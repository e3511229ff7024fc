//! Configuration file
//!
//! Optional YAML file overriding tool locations and warp options. A missing
//! default file means built-in defaults.

use serde::{Deserialize, Serialize};
use std::path::{Path, PathBuf};

use cubefaces_core::Paths;

use crate::error::CubefaceError;

/// What to do once a face has failed
#[derive(Debug, Clone, Copy, PartialEq, Eq, Default, Serialize, Deserialize)]
#[serde(rename_all = "lowercase")]
pub enum FailurePolicy {
    /// Keep going with the remaining faces
    #[default]
    Continue,
    /// Stop at the first failed face
    Abort,
}

#[derive(Debug, Clone, PartialEq, Serialize, Deserialize)]
#[serde(default)]
pub struct Config {
    /// Explicit path to gdalwarp
    pub gdalwarp: Option<PathBuf>,
    /// Explicit path to magick (or convert)
    pub magick: Option<PathBuf>,
    pub source_extra: u32,
    pub sample_grid: bool,
    /// Per-step timeout
    pub timeout_secs: Option<u64>,
    pub on_failure: FailurePolicy,
}

impl Default for Config {
    fn default() -> Self {
        Self {
            gdalwarp: None,
            magick: None,
            source_extra: 500,
            sample_grid: true,
            timeout_secs: None,
            on_failure: FailurePolicy::Continue,
        }
    }
}

impl Config {
    /// Load from an explicit file, or from the default location if present
    pub fn load(explicit: Option<&Path>) -> Result<Self, CubefaceError> {
        match explicit {
            Some(path) => Self::from_file(path),
            None => {
                let default = Paths::new().config_file();
                if default.exists() {
                    Self::from_file(&default)
                } else {
                    Ok(Self::default())
                }
            }
        }
    }

    pub fn from_file(path: &Path) -> Result<Self, CubefaceError> {
        let content = std::fs::read_to_string(path).map_err(|e| CubefaceError::Config {
            path: path.to_path_buf(),
            reason: e.to_string(),
        })?;

        Self::parse(&content).map_err(|reason| CubefaceError::Config {
            path: path.to_path_buf(),
            reason,
        })
    }

    fn parse(content: &str) -> Result<Self, String> {
        if content.trim().is_empty() {
            return Ok(Self::default());
        }
        serde_yaml::from_str(content).map_err(|e| e.to_string())
    }
}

=====

About this task:
Copy out each line of the records where the string "Clone" appears.

Your response:
#[derive(Debug, Clone, Copy, PartialEq, Eq, Default, Serialize, Deserialize)]
#[derive(Debug, Clone, PartialEq, Serialize, Deserialize)]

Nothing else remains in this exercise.